[Week 2] - Embedding and Transfer Learning


I had a few questions about word embedding and transfer learning:

1: We’ve been told that the embedded matrix is learned and that the axes are hard to decipher. So how is the word embedding vector for previously unknown words (e.g. durian) constructed? Is a human sitting and assigning values based on synonyms eg. durian embedding vector = orange embedding vector?

2: Professor mentions that a text corpus of 100B words could be used to train the embedding matrix. What is the size of the embedding matrix? (300 X Unique words in corpus). Do we take a subset of this corpus and embedding to train the RNN or do we take just the embedding and hope the words from the embedding show up in the training dataset?

Thank you.

Hey @AfoDubhashi, great questions!

As a side note, a word embedding is a dense representation of a word. But we also can decide to encode letters, subwords, or even sentences instead.

To create word embeddings:

  • We need to tokenize words of our vocabulary first. We also add a special token [OOV] (out of vocabulary) to represent unknown words that may be seen during inference.
  • There are many ways to create embeddings from tokens. The modern approach would be to pass the tokens through a neural network and then use weights of the inner layer of the network as a dense vector representations of the words.

Dimensionality of the embedding may be any of your choice. For large networks we usually have large embedding dimensions, because such networks are able to learn more.

We usually learn embeddings with minibatch stochastic methods. That means we don’t need to have entire corpus in memory, we only need to have a single minibatch.

Say we have a separate token for OOV or UNK. This can take on any shape or form in a sentence, like a joker in a pack of cards. How is it that we are able to know durian is semantically similar to orange if the former has an OOV embedding? I guess my question is how do we construct embeddings for words that do not occur in the vocabulary other than using an OOV which obviously has no meaning.

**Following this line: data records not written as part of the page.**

//! Optimization-facing view of the simulator.
//!
//! A [`ScheduleProblem`] fixes the model, the time grid, the demand envelope,
//! and the level limits, and exposes the cost objective and the constraint
//! vectors of a decision vector `x = [on_0..on_{n-1}, dur_0..dur_{n-1}]`.
//! Any NLP solver can drive it; none is bundled.

pub mod constraints;
pub mod gradient;

use std::fmt;
use std::thread;

use serde::{Deserialize, Serialize};
use tracing::debug;

use crate::model::{DemandCurve, LevelBounds, PhysicalModel};
use crate::sim::error::SimError;
use crate::sim::Simulator;
use crate::sim::types::{DutySchedule, SimulationTrace, TimeGrid};

pub use gradient::{DEFAULT_STEP_H, objective_gradient};

/// Which pair of tank limits the level constraints enforce.
#[derive(Debug, Clone, Copy, PartialEq, Eq, Default, Serialize, Deserialize)]
#[serde(rename_all = "lowercase")]
pub enum LevelLimits {
    /// Narrow band used for the nominal schedule.
    #[default]
    Operational,
    /// Wide band used for the robust schedule pair.
    Absolute,
}

impl LevelLimits {
    /// Resolves the limits against a model's tank.
    pub fn bounds(self, model: &PhysicalModel) -> LevelBounds {
        match self {
            LevelLimits::Operational => model.tank().operational,
            LevelLimits::Absolute => model.tank().absolute,
        }
    }
}

impl fmt::Display for LevelLimits {
    fn fmt(&self, f: &mut fmt::Formatter<'_>) -> fmt::Result {
        match self {
            LevelLimits::Operational => write!(f, "operational"),
            LevelLimits::Absolute => write!(f, "absolute"),
        }
    }
}

/// Outcome of evaluating one decision vector.
#[derive(Debug, Clone, PartialEq)]
pub enum Evaluation {
    /// All constraints hold.
    Feasible { objective: f64 },
    /// The run completed but at least one constraint is violated by
    /// `violation` (the largest single violation).
    Violating { objective: f64, violation: f64 },
    /// The pump had no operating point; no objective exists.
    Crashed(SimError),
}

impl Evaluation {
    pub fn is_feasible(&self) -> bool {
        matches!(self, Evaluation::Feasible { .. })
    }

    pub fn objective(&self) -> Option<f64> {
        match self {
            Evaluation::Feasible { objective } | Evaluation::Violating { objective, .. } => {
                Some(*objective)
            }
            Evaluation::Crashed(_) => None,
        }
    }

    /// Objective plus `weight` times the violation; crashed points score
    /// `+inf` so a derivative-free search never prefers them.
    pub fn penalized(&self, weight: f64) -> f64 {
        match self {
            Evaluation::Feasible { objective } => *objective,
            Evaluation::Violating {
                objective,
                violation,
            } => objective + weight * violation,
            Evaluation::Crashed(_) => f64::INFINITY,
        }
    }
}

impl fmt::Display for Evaluation {
    fn fmt(&self, f: &mut fmt::Formatter<'_>) -> fmt::Result {
        match self {
            Evaluation::Feasible { objective } => write!(f, "feasible, cost {objective:.4}"),
            Evaluation::Violating {
                objective,
                violation,
            } => write!(f, "violating by {violation:.4}, cost {objective:.4}"),
            Evaluation::Crashed(e) => write!(f, "crashed: {e}"),
        }
    }
}

/// One scheduling problem instance over a fixed grid.
#[derive(Debug, Clone)]
pub struct ScheduleProblem<'a> {
    simulator: Simulator<'a>,
    grid: TimeGrid,
    curve: DemandCurve,
    limits: LevelLimits,
}

impl<'a> ScheduleProblem<'a> {
    pub fn new(
        model: &'a PhysicalModel,
        grid: TimeGrid,
        curve: DemandCurve,
        limits: LevelLimits,
    ) -> Self {
        Self {
            simulator: Simulator::new(model),
            grid,
            curve,
            limits,
        }
    }

    /// Maximum consumption against the operational limits.
    pub fn nominal(model: &'a PhysicalModel, grid: TimeGrid) -> Self {
        Self::new(model, grid, DemandCurve::Max, LevelLimits::Operational)
    }

    pub fn model(&self) -> &'a PhysicalModel {
        self.simulator.model()
    }

    pub fn grid(&self) -> &TimeGrid {
        &self.grid
    }

    pub fn curve(&self) -> DemandCurve {
        self.curve
    }

    pub fn limits(&self) -> LevelLimits {
        self.limits
    }

    pub fn level_bounds(&self) -> LevelBounds {
        self.limits.bounds(self.model())
    }

    /// Box bounds for a schedule of `cycles` duty cycles.
    pub fn bounds(&self, cycles: usize) -> Vec<(f64, f64)> {
        constraints::bounds(cycles)
    }

    /// Runs the simulation for `x`.
    ///
    /// # Errors
    ///
    /// Propagates [`SimError`] from decoding or from the run.
    pub fn simulate(&self, x: &[f64]) -> Result<SimulationTrace, SimError> {
        let schedule = DutySchedule::from_decision_vector(x)?;
        self.simulator.run(&schedule, &self.grid, self.curve)
    }

    /// Cumulative electricity cost at the end of the day.
    ///
    /// # Errors
    ///
    /// Propagates [`SimError`] from [`ScheduleProblem::simulate`].
    pub fn objective(&self, x: &[f64]) -> Result<f64, SimError> {
        Ok(self.simulate(x)?.final_cost())
    }

    /// Ordering and horizon constraints. Needs no simulation.
    ///
    /// # Errors
    ///
    /// Returns [`SimError::MalformedDecisionVector`] for a malformed `x`.
    pub fn schedule_constraints(&self, x: &[f64]) -> Result<Vec<f64>, SimError> {
        let schedule = DutySchedule::from_decision_vector(x)?;
        Ok(constraints::schedule_constraints(&schedule))
    }

    /// Level constraints over every sampled tank level.
    ///
    /// # Errors
    ///
    /// Propagates [`SimError`] from [`ScheduleProblem::simulate`].
    pub fn level_constraints(&self, x: &[f64]) -> Result<Vec<f64>, SimError> {
        let trace = self.simulate(x)?;
        Ok(constraints::level_constraints(
            &trace.level_m,
            &self.level_bounds(),
        ))
    }

    /// Classifies `x` as feasible, violating, or crashed.
    ///
    /// Schedule-order defects and box-bound excursions are reported as
    /// violations rather than errors; the simulator still runs them.
    ///
    /// # Errors
    ///
    /// Returns [`SimError::MalformedDecisionVector`] when `x` cannot be decoded.
    /// An infeasible pump operation is not an error here; it yields
    /// [`Evaluation::Crashed`].
    pub fn evaluate(&self, x: &[f64]) -> Result<Evaluation, SimError> {
        let schedule = DutySchedule::from_decision_vector(x)?;
        let structural = constraints::max_violation(&constraints::schedule_constraints(&schedule))
            .max(constraints::bound_violation(&schedule));

        let trace = match self.simulator.run(&schedule, &self.grid, self.curve) {
            Ok(trace) => trace,
            Err(e) if e.is_infeasible() => return Ok(Evaluation::Crashed(e)),
            Err(e) => return Err(e),
        };

        let levels = constraints::level_constraints(&trace.level_m, &self.level_bounds());
        let violation = structural.max(constraints::max_violation(&levels));
        let objective = trace.final_cost();
        debug!(
            cycles = schedule.cycles(),
            curve = %self.curve,
            objective,
            violation,
            "evaluated schedule"
        );

        if violation > 0.0 {
            Ok(Evaluation::Violating {
                objective,
                violation,
            })
        } else {
            Ok(Evaluation::Feasible { objective })
        }
    }

    /// Forward-difference gradient of [`ScheduleProblem::objective`].
    ///
    /// # Errors
    ///
    /// See [`objective_gradient`].
    pub fn gradient(&self, x: &[f64], step_h: f64) -> Result<Vec<f64>, SimError> {
        objective_gradient(self, x, step_h)
    }
}

/// Two independent schedules, one per consumption envelope, each held to the
/// absolute limits.
///
/// The pair is robust when both members are feasible: the high schedule keeps
/// the tank up under maximum consumption and the low one keeps it from
/// overflowing under minimum consumption.
#[derive(Debug, Clone)]
pub struct RobustPair<'a> {
    pub high: ScheduleProblem<'a>,
    pub low: ScheduleProblem<'a>,
}

/// Evaluations of both members of a [`RobustPair`].
#[derive(Debug, Clone, PartialEq)]
pub struct RobustEvaluation {
    pub high: Evaluation,
    pub low: Evaluation,
}

impl RobustEvaluation {
    pub fn is_feasible(&self) -> bool {
        self.high.is_feasible() && self.low.is_feasible()
    }

    /// Sum of both penalized objectives.
    pub fn penalized(&self, weight: f64) -> f64 {
        self.high.penalized(weight) + self.low.penalized(weight)
    }
}

impl<'a> RobustPair<'a> {
    pub fn new(model: &'a PhysicalModel, grid: TimeGrid) -> Self {
        Self {
            high: ScheduleProblem::new(
                model,
                grid.clone(),
                DemandCurve::Max,
                LevelLimits::Absolute,
            ),
            low: ScheduleProblem::new(model, grid, DemandCurve::Min, LevelLimits::Absolute),
        }
    }

    /// Evaluates `x_high` under maximum and `x_low` under minimum consumption
    /// on two threads.
    ///
    /// # Errors
    ///
    /// Returns [`SimError::MalformedDecisionVector`] if either vector is
    /// malformed.
    pub fn evaluate(&self, x_high: &[f64], x_low: &[f64]) -> Result<RobustEvaluation, SimError> {
        let (high, low) = thread::scope(|scope| {
            let low = scope.spawn(|| self.low.evaluate(x_low));
            let high = self.high.evaluate(x_high);
            let low = match low.join() {
                Ok(result) => result,
                Err(panic) => std::panic::resume_unwind(panic),
            };
            (high, low)
        });
        Ok(RobustEvaluation {
            high: high?,
            low: low?,
        })
    }
}

#[cfg(test)]
mod tests {
    use super::*;
    use crate::model::{LevelBounds, Tank};
    use crate::sim::error::ScheduleDefect;

    fn grid() -> TimeGrid {
        TimeGrid::day(4_001).unwrap()
    }

    #[test]
    fn objective_is_final_cost() {
        let model = PhysicalModel::reference();
        let problem = ScheduleProblem::nominal(&model, grid());
        let x = [1.0, 5.0, 10.0, 16.0, 2.0, 3.0, 3.0, 3.0];
        let trace = problem.simulate(&x).unwrap();
        assert_eq!(problem.objective(&x).unwrap(), trace.final_cost());
    }

    #[test]
    fn idle_day_costs_nothing_but_violates_levels() {
        let model = PhysicalModel::reference();
        let problem = ScheduleProblem::nominal(&model, grid());
        let eval = problem.evaluate(&[]).unwrap();
        match eval {
            Evaluation::Violating {
                objective,
                violation,
            } => {
                assert_eq!(objective, 0.0);
                assert!(violation > 10.0, "violation = {violation}");
            }
            other => panic!("unexpected {other:?}"),
        }
    }

    #[test]
    fn overlap_is_flagged_without_aborting() {
        let model = PhysicalModel::reference();
        let problem = ScheduleProblem::nominal(&model, grid());
        let x = [1.0, 4.0, 5.0, 1.0];
        let eval = problem.evaluate(&x).unwrap();
        assert!(!eval.is_feasible());
        assert!(eval.objective().is_some());
        assert!(problem.schedule_constraints(&x).unwrap()[0] < 0.0);
    }

    #[test]
    fn malformed_vector_is_an_error() {
        let model = PhysicalModel::reference();
        let problem = ScheduleProblem::nominal(&model, grid());
        assert_eq!(
            problem.evaluate(&[1.0]),
            Err(SimError::MalformedDecisionVector(ScheduleDefect::OddLength(1)))
        );
    }

    #[test]
    fn infeasible_run_is_crashed_not_error() {
        let reference = PhysicalModel::reference();
        let tank = Tank::new(
            185.0,
            300.0,
            LevelBounds::new(290.0, 310.0),
            LevelBounds::new(280.0, 320.0),
        );
        let model = PhysicalModel::new(
            *reference.pump(),
            reference.demand().clone(),
            *reference.pipes(),
            tank,
            *reference.tariff(),
            reference.density_kg_m3(),
            9.81,
        );
        let problem = ScheduleProblem::nominal(&model, grid());
        let eval = problem.evaluate(&[1.0, 1.0]).unwrap();
        assert!(matches!(eval, Evaluation::Crashed(_)));
        assert_eq!(eval.penalized(1e3), f64::INFINITY);
        assert_eq!(eval.objective(), None);
    }

    #[test]
    fn penalty_adds_weighted_violation() {
        let eval = Evaluation::Violating {
            objective: 10.0,
            violation: 0.5,
        };
        assert_eq!(eval.penalized(100.0), 60.0);
        assert_eq!(Evaluation::Feasible { objective: 3.0 }.penalized(100.0), 3.0);
    }

    #[test]
    fn robust_pair_uses_both_envelopes() {
        let model = PhysicalModel::reference();
        let pair = RobustPair::new(&model, TimeGrid::day(6_001).unwrap());
        assert_eq!(pair.high.curve(), DemandCurve::Max);
        assert_eq!(pair.low.curve(), DemandCurve::Min);
        assert_eq!(pair.high.limits(), LevelLimits::Absolute);

        let x = [0.1, 7.352, 14.925, 4.0, 4.077, 2.073];
        let eval = pair.evaluate(&x, &x).unwrap();
        assert!(eval.is_feasible(), "{eval:?}");
        assert!(eval.high.objective().unwrap() > 0.0);
    }

    #[test]
    fn level_limits_resolve_against_tank() {
        let model = PhysicalModel::reference();
        assert_eq!(
            LevelLimits::Operational.bounds(&model),
            model.tank().operational
        );
        assert_eq!(LevelLimits::Absolute.bounds(&model), model.tank().absolute);
        assert_eq!(LevelLimits::Absolute.to_string(), "absolute");
    }
}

With word embeddings – [OOV] is the only option. That’s one of the reasons why we tokenize subwords in practice. If you tokenize letters, you don’t have such problem at all – your vocabulary is finite.

Noted. Thank you. Is there an article/literature I should be reading to better understand this? I guess I don’t have a firm grasp on this topic

In my opinion, Speech and Language Processing the best NLP book at the moment.

1 Like